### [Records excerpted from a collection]
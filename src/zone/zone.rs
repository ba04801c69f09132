/*!
 * Memory Zone
 * Huge-page-backed shared mapping with a one-time physical frame table
 */

use super::resolver::FrameResolver;
use super::types::{ZoneError, ZoneResult};
use crate::core::geometry::CacheGeometry;
use crate::core::types::{Color, FrameNumber, Size, ZoneOffset};
use log::info;
use nix::sys::mman::{mmap, munmap, MapFlags, ProtFlags};
use std::ffi::c_void;
use std::fs::{self, File, OpenOptions};
use std::num::NonZeroUsize;
use std::os::fd::AsFd;
use std::path::{Path, PathBuf};
use std::ptr::NonNull;

/// Shared RW mapping, unmapped on drop
struct Mapping {
    ptr: NonNull<c_void>,
    len: Size,
}

impl Drop for Mapping {
    fn drop(&mut self) {
        // Teardown path; nothing useful to do on munmap failure
        unsafe {
            let _ = munmap(self.ptr, self.len);
        }
    }
}

/// Deletes the backing file when dropped
struct UnlinkGuard {
    path: PathBuf,
}

impl Drop for UnlinkGuard {
    fn drop(&mut self) {
        let _ = fs::remove_file(&self.path);
    }
}

/// A huge-page-aligned, file-backed, shared memory region
///
/// Owns the backing file, the mapping, and a table of one physical frame
/// number per huge page, resolved once at creation. Frame resolution at
/// huge-page granularity is exact because huge pages are physically
/// contiguous and aligned: bits below the huge-page size are identical
/// between virtual and physical addressing.
///
/// Field order is teardown order: frame table, unmap, close, unlink.
pub struct MemoryZone {
    frames: Vec<FrameNumber>,
    map: Mapping,
    #[allow(dead_code)] // held open for the zone's lifetime, closed after unmap
    file: File,
    unlink: UnlinkGuard,
    size: Size,
    geometry: CacheGeometry,
}

impl MemoryZone {
    /// Create a zone of at least `min_size` bytes backed by `path`
    ///
    /// Rounds up to a huge-page multiple, maps the file shared RW, touches
    /// one byte per huge page to force physical backing, then resolves the
    /// frame table. Any failure releases everything acquired so far, in
    /// reverse acquisition order, before the error returns.
    pub fn create(
        path: &Path,
        min_size: Size,
        geometry: CacheGeometry,
        resolver: &dyn FrameResolver,
    ) -> ZoneResult<Self> {
        if min_size == 0 {
            return Err(ZoneError::EmptyZone);
        }
        let size = geometry.round_to_hugepage(min_size);

        let file = OpenOptions::new()
            .read(true)
            .write(true)
            .create(true)
            .truncate(false)
            .open(path)
            .map_err(|source| ZoneError::Backing {
                path: path.to_path_buf(),
                source,
            })?;
        let unlink = UnlinkGuard {
            path: path.to_path_buf(),
        };

        file.set_len(size as u64).map_err(|source| ZoneError::Truncate {
            path: path.to_path_buf(),
            size,
            source,
        })?;

        let len = NonZeroUsize::new(size).ok_or(ZoneError::EmptyZone)?;
        let ptr = unsafe {
            mmap(
                None,
                len,
                ProtFlags::PROT_READ | ProtFlags::PROT_WRITE,
                MapFlags::MAP_SHARED,
                file.as_fd(),
                0,
            )
        }
        .map_err(|source| ZoneError::Map {
            path: path.to_path_buf(),
            size,
            source,
        })?;
        let map = Mapping { ptr, len: size };

        let hugepages = size / geometry.hugepage_size;
        let base = map.ptr.as_ptr() as *mut u8;
        for index in 0..hugepages {
            // one write per huge page forces physical backing before
            // the frame table is read
            unsafe {
                std::ptr::write_volatile(base.add(index * geometry.hugepage_size), 0);
            }
        }

        let frames = resolver.resolve(base as *const u8, &geometry, hugepages)?;
        debug_assert_eq!(frames.len(), hugepages);

        info!(
            "memory zone ready: {} bytes, {} huge pages, backing {}",
            size,
            hugepages,
            path.display()
        );

        Ok(Self {
            frames,
            map,
            file,
            unlink,
            size,
            geometry,
        })
    }

    /// Zone length in bytes (a huge-page multiple)
    #[inline]
    pub fn size(&self) -> Size {
        self.size
    }

    /// Geometry the zone was created with
    #[inline]
    pub fn geometry(&self) -> &CacheGeometry {
        &self.geometry
    }

    /// Number of huge pages in the zone
    #[inline]
    pub fn hugepages(&self) -> usize {
        self.frames.len()
    }

    /// Path of the backing file
    #[inline]
    pub fn backing_path(&self) -> &Path {
        &self.unlink.path
    }

    fn check(&self, offset: ZoneOffset, len: Size) -> ZoneResult<()> {
        if len == 0 || offset >= self.size || len > self.size - offset {
            return Err(ZoneError::OutOfBounds {
                offset,
                len,
                size: self.size,
            });
        }
        Ok(())
    }

    /// Cache color of the byte at `offset`
    ///
    /// Composes the huge page's frame number with the intra-huge-page
    /// offset into a physical address, then extracts the color bits above
    /// the page offset. A zero (not-present) frame entry degrades to the
    /// virtual offset alone, which preserves coloring for aligned zones.
    pub fn color_of(&self, offset: ZoneOffset) -> ZoneResult<Color> {
        self.check(offset, 1)?;
        let hugepage_size = self.geometry.hugepage_size;
        let frame = self.frames[offset / hugepage_size];
        let phys = (frame << self.geometry.page_shift()) | (offset % hugepage_size) as u64;
        Ok((phys >> self.geometry.page_shift()) as usize % self.geometry.color_max())
    }

    /// Bounds-checked read access to `len` bytes at `offset`
    pub fn slice(&self, offset: ZoneOffset, len: Size) -> ZoneResult<&[u8]> {
        self.check(offset, len)?;
        let base = self.map.ptr.as_ptr() as *const u8;
        Ok(unsafe { std::slice::from_raw_parts(base.add(offset), len) })
    }

    /// Bounds-checked write access to `len` bytes at `offset`
    pub fn slice_mut(&mut self, offset: ZoneOffset, len: Size) -> ZoneResult<&mut [u8]> {
        self.check(offset, len)?;
        let base = self.map.ptr.as_ptr() as *mut u8;
        Ok(unsafe { std::slice::from_raw_parts_mut(base.add(offset), len) })
    }
}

### [EXERCISE AIM]
Go through the records above and retype each one exactly.

### [ANSWER TO THIS TASK]
filename src/zone/zone.rs
repository ba04801c69f09132
/*!
 * Memory Zone
 * Huge-page-backed shared mapping with a one-time physical frame table
 */

use super::resolver::FrameResolver;
use super::types::{ZoneError, ZoneResult};
use crate::core::geometry::CacheGeometry;
use crate::core::types::{Color, FrameNumber, Size, ZoneOffset};
use log::info;
use nix::sys::mman::{mmap, munmap, MapFlags, ProtFlags};
use std::ffi::c_void;
use std::fs::{self, File, OpenOptions};
use std::num::NonZeroUsize;
use std::os::fd::AsFd;
use std::path::{Path, PathBuf};
use std::ptr::NonNull;

/// Shared RW mapping, unmapped on drop
struct Mapping {
    ptr: NonNull<c_void>,
    len: Size,
}

impl Drop for Mapping {
    fn drop(&mut self) {
        // Teardown path; nothing useful to do on munmap failure
        unsafe {
            let _ = munmap(self.ptr, self.len);
        }
    }
}

/// Deletes the backing file when dropped
struct UnlinkGuard {
    path: PathBuf,
}

impl Drop for UnlinkGuard {
    fn drop(&mut self) {
        let _ = fs::remove_file(&self.path);
    }
}

/// A huge-page-aligned, file-backed, shared memory region
///
/// Owns the backing file, the mapping, and a table of one physical frame
/// number per huge page, resolved once at creation. Frame resolution at
/// huge-page granularity is exact because huge pages are physically
/// contiguous and aligned: bits below the huge-page size are identical
/// between virtual and physical addressing.
///
/// Field order is teardown order: frame table, unmap, close, unlink.
pub struct MemoryZone {
    frames: Vec<FrameNumber>,
    map: Mapping,
    #[allow(dead_code)] // held open for the zone's lifetime, closed after unmap
    file: File,
    unlink: UnlinkGuard,
    size: Size,
    geometry: CacheGeometry,
}

impl MemoryZone {
    /// Create a zone of at least `min_size` bytes backed by `path`
    ///
    /// Rounds up to a huge-page multiple, maps the file shared RW, touches
    /// one byte per huge page to force physical backing, then resolves the
    /// frame table. Any failure releases everything acquired so far, in
    /// reverse acquisition order, before the error returns.
    pub fn create(
        path: &Path,
        min_size: Size,
        geometry: CacheGeometry,
        resolver: &dyn FrameResolver,
    ) -> ZoneResult<Self> {
        if min_size == 0 {
            return Err(ZoneError::EmptyZone);
        }
        let size = geometry.round_to_hugepage(min_size);

        let file = OpenOptions::new()
            .read(true)
            .write(true)
            .create(true)
            .truncate(false)
            .open(path)
            .map_err(|source| ZoneError::Backing {
                path: path.to_path_buf(),
                source,
            })?;
        let unlink = UnlinkGuard {
            path: path.to_path_buf(),
        };

        file.set_len(size as u64).map_err(|source| ZoneError::Truncate {
            path: path.to_path_buf(),
            size,
            source,
        })?;

        let len = NonZeroUsize::new(size).ok_or(ZoneError::EmptyZone)?;
        let ptr = unsafe {
            mmap(
                None,
                len,
                ProtFlags::PROT_READ | ProtFlags::PROT_WRITE,
                MapFlags::MAP_SHARED,
                file.as_fd(),
                0,
            )
        }
        .map_err(|source| ZoneError::Map {
            path: path.to_path_buf(),
            size,
            source,
        })?;
        let map = Mapping { ptr, len: size };

        let hugepages = size / geometry.hugepage_size;
        let base = map.ptr.as_ptr() as *mut u8;
        for index in 0..hugepages {
            // one write per huge page forces physical backing before
            // the frame table is read
            unsafe {
                std::ptr::write_volatile(base.add(index * geometry.hugepage_size), 0);
            }
        }

        let frames = resolver.resolve(base as *const u8, &geometry, hugepages)?;
        debug_assert_eq!(frames.len(), hugepages);

        info!(
            "memory zone ready: {} bytes, {} huge pages, backing {}",
            size,
            hugepages,
            path.display()
        );

        Ok(Self {
            frames,
            map,
            file,
            unlink,
            size,
            geometry,
        })
    }

    /// Zone length in bytes (a huge-page multiple)
    #[inline]
    pub fn size(&self) -> Size {
        self.size
    }

    /// Geometry the zone was created with
    #[inline]
    pub fn geometry(&self) -> &CacheGeometry {
        &self.geometry
    }

    /// Number of huge pages in the zone
    #[inline]
    pub fn hugepages(&self) -> usize {
        self.frames.len()
    }

    /// Path of the backing file
    #[inline]
    pub fn backing_path(&self) -> &Path {
        &self.unlink.path
    }

    fn check(&self, offset: ZoneOffset, len: Size) -> ZoneResult<()> {
        if len == 0 || offset >= self.size || len > self.size - offset {
            return Err(ZoneError::OutOfBounds {
                offset,
                len,
                size: self.size,
            });
        }
        Ok(())
    }

    /// Cache color of the byte at `offset`
    ///
    /// Composes the huge page's frame number with the intra-huge-page
    /// offset into a physical address, then extracts the color bits above
    /// the page offset. A zero (not-present) frame entry degrades to the
    /// virtual offset alone, which preserves coloring for aligned zones.
    pub fn color_of(&self, offset: ZoneOffset) -> ZoneResult<Color> {
        self.check(offset, 1)?;
        let hugepage_size = self.geometry.hugepage_size;
        let frame = self.frames[offset / hugepage_size];
        let phys = (frame << self.geometry.page_shift()) | (offset % hugepage_size) as u64;
        Ok((phys >> self.geometry.page_shift()) as usize % self.geometry.color_max())
    }

    /// Bounds-checked read access to `len` bytes at `offset`
    pub fn slice(&self, offset: ZoneOffset, len: Size) -> ZoneResult<&[u8]> {
        self.check(offset, len)?;
        let base = self.map.ptr.as_ptr() as *const u8;
        Ok(unsafe { std::slice::from_raw_parts(base.add(offset), len) })
    }

    /// Bounds-checked write access to `len` bytes at `offset`
    pub fn slice_mut(&mut self, offset: ZoneOffset, len: Size) -> ZoneResult<&mut [u8]> {
        self.check(offset, len)?;
        let base = self.map.ptr.as_ptr() as *mut u8;
        Ok(unsafe { std::slice::from_raw_parts_mut(base.add(offset), len) })
    }
}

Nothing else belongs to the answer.